FROM THE EDITOR
As a kid I looked forward to tornado season in Kentucky. Every spring brought the promise of stormy weather and, with it, the likelihood of losing our lights for an evening.
Nothing beat the thrill of watching those dark, ominous clouds roil in the western skies and hearing thunder crack so loud it could bring even the likes of my strong, silent father to his feet. Dad would glance out the window, probably worrying about the looming oaks and elms that surrounded our rural home. My mother would wait for the warnings to flash on the TV and check the “catch-all” drawer in the kitchen for candles and a flashlight.
The only thing more exciting than the storm itself was when the lights flickered and died, and a sudden hush filled our darkened house. My siblings and I would grope our way through pitch-black hallways until we found each other, or our mother, or whomever it was who happened to have a light source.
No electricity meant flocking to the basement to play ping-pong or shoot pool by candlelight. It meant cuddling up with a blanket in a peculiar place, like under the dining room table, without anyone noticing. It meant gathering around the kitchen table to tell stories of past storms and power outages.

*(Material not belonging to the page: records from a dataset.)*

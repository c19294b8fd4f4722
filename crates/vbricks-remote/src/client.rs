//! Connection to a peer engine hosting some of our bricks.
//!
//! After the handshake the peer is brought in sync: it is reset, told about
//! the disk images it holds, and every brick homed on it is re-created with
//! its configuration and links. Only then is the link handed to the factory,
//! which from that point forwards commands on its own.

use crate::error::{RemoteError, Result};
use crate::handshake;
use crate::protocol::{Incoming, Push};
use std::path::Path;
use std::time::Duration;
use tokio::io::{AsyncBufReadExt, AsyncWriteExt, BufReader};
use tokio::net::TcpStream;
use tokio::sync::mpsc;
use tokio::time::timeout;
use vbricks_core::{Engine, RemoteLink};

/// Timeout for establishing the TCP connection.
const CONNECT_TIMEOUT: Duration = Duration::from_secs(10);

/// How long a command may wait for its `OK`/`FAIL`.
const ACK_TIMEOUT: Duration = Duration::from_secs(5);

/// Pause between two uploaded bricks.
const UPLOAD_PACING: Duration = Duration::from_millis(100);

/// Connect to the registered host `addr` and synchronise it.
///
/// Returns once the peer answered every setup command. The connection then
/// lives on in background tasks until either side hangs up, at which point
/// the bricks hosted there are marked stopped.
///
/// # Errors
///
/// Unknown host, connection failure, rejected password, or a peer that
/// stops answering during setup.
pub async fn connect(engine: &Engine, addr: &str) -> Result<()> {
    let host = addr.to_string();
    let (port, password) = engine
        .run(move |f| {
            f.remote_hosts
                .get(&host)
                .map(|h| (h.port, h.password.clone()))
        })
        .await?
        .ok_or_else(|| RemoteError::UnknownHost(addr.to_string()))?;

    tracing::debug!(host = %addr, port, "Connecting to remote host");
    let stream = timeout(CONNECT_TIMEOUT, TcpStream::connect((addr, port)))
        .await
        .map_err(|_| RemoteError::Timeout(format!("connection to {addr}:{port}")))??;
    let mut stream = BufReader::new(stream);
    handshake::login(&mut stream, &password, addr).await?;

    let (reader, writer) = tokio::io::split(stream);
    let (tx, rx) = mpsc::unbounded_channel::<String>();
    let (ack_tx, mut acks) = mpsc::unbounded_channel::<bool>();

    tokio::spawn(write_loop(addr.to_string(), writer, rx));
    tokio::spawn(read_loop(engine.clone(), addr.to_string(), reader, ack_tx));

    let link = RemoteLink::new(tx);
    if let Err(e) = synchronise(engine, addr, &link, &mut acks).await {
        tracing::warn!(host = %addr, error = %e, "Remote host setup failed");
        // Dropping the link closes the writer, which hangs up.
        drop(link);
        return Err(e);
    }

    let host = addr.to_string();
    engine.run(move |f| f.set_remote_link(&host, link)).await?;
    tracing::info!(host = %addr, port, "Remote host connected");
    Ok(())
}

/// Drop the link to `addr`. Bricks hosted there are marked stopped.
pub async fn disconnect(engine: &Engine, addr: &str) -> Result<()> {
    let host = addr.to_string();
    engine.run(move |f| f.remote_disconnected(&host)).await?;
    Ok(())
}

/// Send `line` and wait for its reply.
async fn expect_ok(
    link: &RemoteLink,
    acks: &mut mpsc::UnboundedReceiver<bool>,
    line: &str,
) -> Result<bool> {
    if !link.send(line) {
        return Err(RemoteError::Protocol("connection closed".into()));
    }
    match timeout(ACK_TIMEOUT, acks.recv()).await {
        Ok(Some(ok)) => {
            if !ok {
                tracing::warn!(command = %line, "Remote host rejected command");
            }
            Ok(ok)
        }
        Ok(None) => Err(RemoteError::Protocol("connection closed".into())),
        Err(_) => Err(RemoteError::Timeout(format!("reply to {line:?}"))),
    }
}

/// Commands bringing a freshly connected peer in line with our view of it.
async fn setup_commands(engine: &Engine, addr: &str) -> Result<Vec<Vec<String>>> {
    let host = addr.to_string();
    let batches = engine
        .run(move |f| {
            let basepath = f
                .remote_hosts
                .get(&host)
                .map(|h| h.basepath.clone())
                .unwrap_or_default();

            let mut images = vec!["reset all".to_string()];
            for image in f.images.values().filter(|i| i.host.as_deref() == Some(host.as_str())) {
                images.push(format!(
                    "images add {} {}",
                    image.name,
                    remote_image_path(&basepath, &image.path).display()
                ));
            }

            // Every brick exists before any link is made to one of its socks.
            let mut batches = vec![images];
            let mut links = Vec::new();
            for name in f.hosted_bricks(&host) {
                let (create, connect): (Vec<_>, Vec<_>) = f
                    .upload_commands(&name)
                    .into_iter()
                    .partition(|line| line.split_whitespace().nth(1) != Some("connect"));
                batches.push(create);
                links.extend(connect);
            }
            batches.push(links);
            batches
        })
        .await?;
    Ok(batches)
}

/// Send the setup batches.
///
/// Each line waits for its own `OK`/`FAIL` (bounded by [`ACK_TIMEOUT`])
/// rather than relying on a fixed gap between lines and a single check at
/// the end. [`UPLOAD_PACING`] only separates batches. A `FAIL` is logged and
/// setup continues; a missing reply aborts it.
async fn synchronise(
    engine: &Engine,
    addr: &str,
    link: &RemoteLink,
    acks: &mut mpsc::UnboundedReceiver<bool>,
) -> Result<()> {
    for batch in setup_commands(engine, addr).await? {
        if batch.is_empty() {
            continue;
        }
        for line in &batch {
            expect_ok(link, acks, line).await?;
        }
        tokio::time::sleep(UPLOAD_PACING).await;
    }
    Ok(())
}

/// Image path on the peer: its file name under the host's base path.
fn remote_image_path(basepath: &str, path: &Path) -> std::path::PathBuf {
    match path.file_name() {
        Some(file) if !basepath.is_empty() => Path::new(basepath).join(file),
        _ => path.to_path_buf(),
    }
}

async fn write_loop<W>(host: String, mut writer: W, mut rx: mpsc::UnboundedReceiver<String>)
where
    W: tokio::io::AsyncWrite + Unpin,
{
    while let Some(line) = rx.recv().await {
        tracing::trace!(host = %host, line = %line, "Sending to remote host");
        let sent = async {
            writer.write_all(line.as_bytes()).await?;
            writer.write_all(b"\n").await?;
            writer.flush().await
        };
        if let Err(e) = sent.await {
            tracing::warn!(host = %host, error = %e, "Write to remote host failed");
            return;
        }
    }
    let _ = writer.shutdown().await;
}

async fn read_loop<R>(engine: Engine, host: String, reader: R, acks: mpsc::UnboundedSender<bool>)
where
    R: tokio::io::AsyncRead + Unpin,
{
    let mut lines = BufReader::new(reader).lines();
    loop {
        let line = match lines.next_line().await {
            Ok(Some(line)) => line,
            Ok(None) => break,
            Err(e) => {
                tracing::warn!(host = %host, error = %e, "Read from remote host failed");
                break;
            }
        };
        match Incoming::parse(&line) {
            // Replies to commands forwarded after setup have no waiter.
            Incoming::Reply(ok) => {
                if acks.send(ok).is_err() && !ok {
                    tracing::warn!(host = %host, "Remote host rejected a forwarded command");
                }
            }
            Incoming::Push(push) => {
                let addr = host.clone();
                let applied = engine
                    .run(move |f| match push {
                        Push::BrickStarted(name) => f.remote_brick_started(&name),
                        Push::BrickStopped(name) => f.remote_brick_stopped(&name),
                        Push::UdpPort { brick, port } => f.remote_udp_port(&addr, &brick, port),
                    })
                    .await;
                if let Err(e) = applied {
                    tracing::error!(host = %host, error = %e, "Failed to apply remote state");
                }
            }
            Incoming::Unknown(other) => {
                tracing::debug!(host = %host, line = %other, "Ignoring line from remote host");
            }
        }
    }

    let addr = host.clone();
    if let Err(e) = engine.run(move |f| f.remote_disconnected(&addr)).await {
        tracing::error!(host = %host, error = %e, "Failed to mark remote host offline");
    }
}
//! # vbricks-remote
//!
//! Remote-control protocol between vbricks engines.
//!
//! One engine (the *controller*) homes some bricks on a peer (the *server*).
//! The controller authenticates, uploads those bricks and forwards console
//! commands; the server runs them and pushes state changes back.
//!
//! ## Architecture
//!
//! ```text
//! ┌───────────────────────────┐   TCP :1050    ┌───────────────────────────┐
//! │ controller                │                │ server                    │
//! │                           │  HELO+nonce    │                           │
//! │  client::connect ─────────┼───────────────▶│  RemoteServer::serve      │
//! │   handshake::login        │◀───────────────┤   handshake::accept       │
//! │                           │  digest / OK   │                           │
//! │  Factory ──RemoteLink──▶  │                │                           │
//! │   write_loop ─────────────┼── commands ───▶│   console::parse          │
//! │                           │                │        │                  │
//! │   read_loop ◀─────────────┼── OK / FAIL ───┤        ▼                  │
//! │    remote_brick_started   │◀── push ───────┤   FactoryEvent broadcast  │
//! └───────────────────────────┘                └───────────────────────────┘
//! ```
//!
//! ## Quick Start
//!
//! ```ignore
//! use vbricks_core::{Engine, Settings, REMOTE_PORT};
//! use vbricks_remote::{client, RemoteServer};
//!
//! # async fn example(settings: Settings) -> vbricks_remote::Result<()> {
//! // Server side
//! let engine = Engine::new(settings.clone());
//! let addr = ([0, 0, 0, 0], REMOTE_PORT).into();
//! tokio::spawn(RemoteServer::new(engine, "secret").listen(addr));
//!
//! // Controller side
//! let engine = Engine::new(settings);
//! engine.run(|f| f.remote_host_entry("10.0.0.2").password = "secret".into()).await?;
//! client::connect(&engine, "10.0.0.2").await?;
//! # Ok(())
//! # }
//! ```

pub mod client;
mod error;
pub mod handshake;
pub mod protocol;
mod server;

pub use error::{RemoteError, Result};
pub use protocol::{Incoming, Push};
pub use server::RemoteServer;
//! Daemon configuration.
//!
//! Engine settings live in their own TOML store (see
//! [`vbricks_core::Settings`]); this only covers how the daemon itself runs.
//! Loaded from environment variables with sensible defaults.

use std::net::{IpAddr, Ipv4Addr, SocketAddr};
use std::path::PathBuf;
use std::time::Duration;
use vbricks_core::REMOTE_PORT;

/// Default interval between two automatic project saves.
const DEFAULT_AUTOSAVE_SECS: u64 = 180;

/// Configuration for the vbricks daemon.
#[derive(Debug, Clone)]
pub struct DaemonConfig {
    /// Settings store, written back when project ids are allocated.
    pub settings_path: PathBuf,

    /// Project to open instead of the one recorded in the settings.
    pub project: Option<PathBuf>,

    /// Accept remote-control connections (default: false).
    pub server: bool,

    /// Remote-control bind address.
    pub listen: SocketAddr,

    /// Autosave interval. Zero disables autosave.
    pub autosave: Duration,

    /// Read commands from stdin (default: true).
    pub console: bool,
}

impl Default for DaemonConfig {
    fn default() -> Self {
        let settings_path = std::env::var("HOME")
            .map(|home| PathBuf::from(home).join(".config").join("virtualbricks.toml"))
            .unwrap_or_else(|_| PathBuf::from("/etc/virtualbricks.toml"));
        Self {
            settings_path,
            project: None,
            server: false,
            listen: SocketAddr::new(IpAddr::V4(Ipv4Addr::UNSPECIFIED), REMOTE_PORT),
            autosave: Duration::from_secs(DEFAULT_AUTOSAVE_SECS),
            console: true,
        }
    }
}

fn flag(value: &str) -> bool {
    !matches!(value.to_ascii_lowercase().as_str(), "false" | "0" | "no" | "off")
}

impl DaemonConfig {
    /// Load configuration from environment variables.
    ///
    /// | Variable | Default |
    /// |----------|---------|
    /// | `VBRICKSD_SETTINGS` | `~/.config/virtualbricks.toml` |
    /// | `VBRICKSD_PROJECT` | project recorded in the settings |
    /// | `VBRICKSD_SERVER` | `false` |
    /// | `VBRICKSD_LISTEN` | `0.0.0.0:1050` |
    /// | `VBRICKSD_AUTOSAVE_SECS` | `180` |
    /// | `VBRICKSD_CONSOLE` | `true` |
    pub fn from_env() -> Self {
        let default = Self::default();

        Self {
            settings_path: std::env::var("VBRICKSD_SETTINGS")
                .map(PathBuf::from)
                .unwrap_or(default.settings_path),
            project: std::env::var("VBRICKSD_PROJECT").ok().map(PathBuf::from),
            server: std::env::var("VBRICKSD_SERVER")
                .map(|v| flag(&v))
                .unwrap_or(default.server),
            listen: std::env::var("VBRICKSD_LISTEN")
                .ok()
                .and_then(|v| v.parse().ok())
                .unwrap_or(default.listen),
            autosave: std::env::var("VBRICKSD_AUTOSAVE_SECS")
                .ok()
                .and_then(|v| v.parse().ok())
                .map(Duration::from_secs)
                .unwrap_or(default.autosave),
            console: std::env::var("VBRICKSD_CONSOLE")
                .map(|v| flag(&v))
                .unwrap_or(default.console),
        }
    }
}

No electricity brought us closer together.
These days we seem to be crippled by power outages. We can’t check our e-mail or fix dinner or even take a hot bath. When an ice storm hit Kentucky last year, our family lost power for less than 24 hours. We were more fortunate than most, who were off the grid for several days—some even for weeks. The outage shut down many businesses and area schools.
But for my family, it proved an exercise in utility. We planned for the worst. Before the food could spoil, I transferred it from the refrigerator and freezer to a big plastic tub and put it on our deck. My husband set up an oven rack in the fireplace and boiled water for our coffee. Our teenage son rigged a converter from his car to power a small TV. The temperature in the house dipped to 60 degrees, so we pulled out an old mattress and prepared to sleep by the fire. Just when we resigned to live like pioneers for a few days, the lights came on and our furnace blower whirred to life.
I was relieved but also a little disappointed that we wouldn’t get the chance to really test our survival skills. We were saving money off the grid, and we were reducing our impact on the environment. Call me a control freak, but I despise being at the mercy of the utility company and Mother Nature. I wanted to see whether we could get by without buying a generator or a cell phone or some other handy gadget. Could we make it for a week, a day or even an hour by simplifying and being resourceful with what we have on hand?
If you’re thinking of starting small, consider joining me for Earth Hour, an annual event in which people all over the world voluntarily switch off their power for one hour. This year’s event will take place March 27. Sign up at earthhour.org.
With the days getting longer and the weather warming up, spring is a great time of year to try living unplugged. So dig out the candles, grab a board game and get cozy.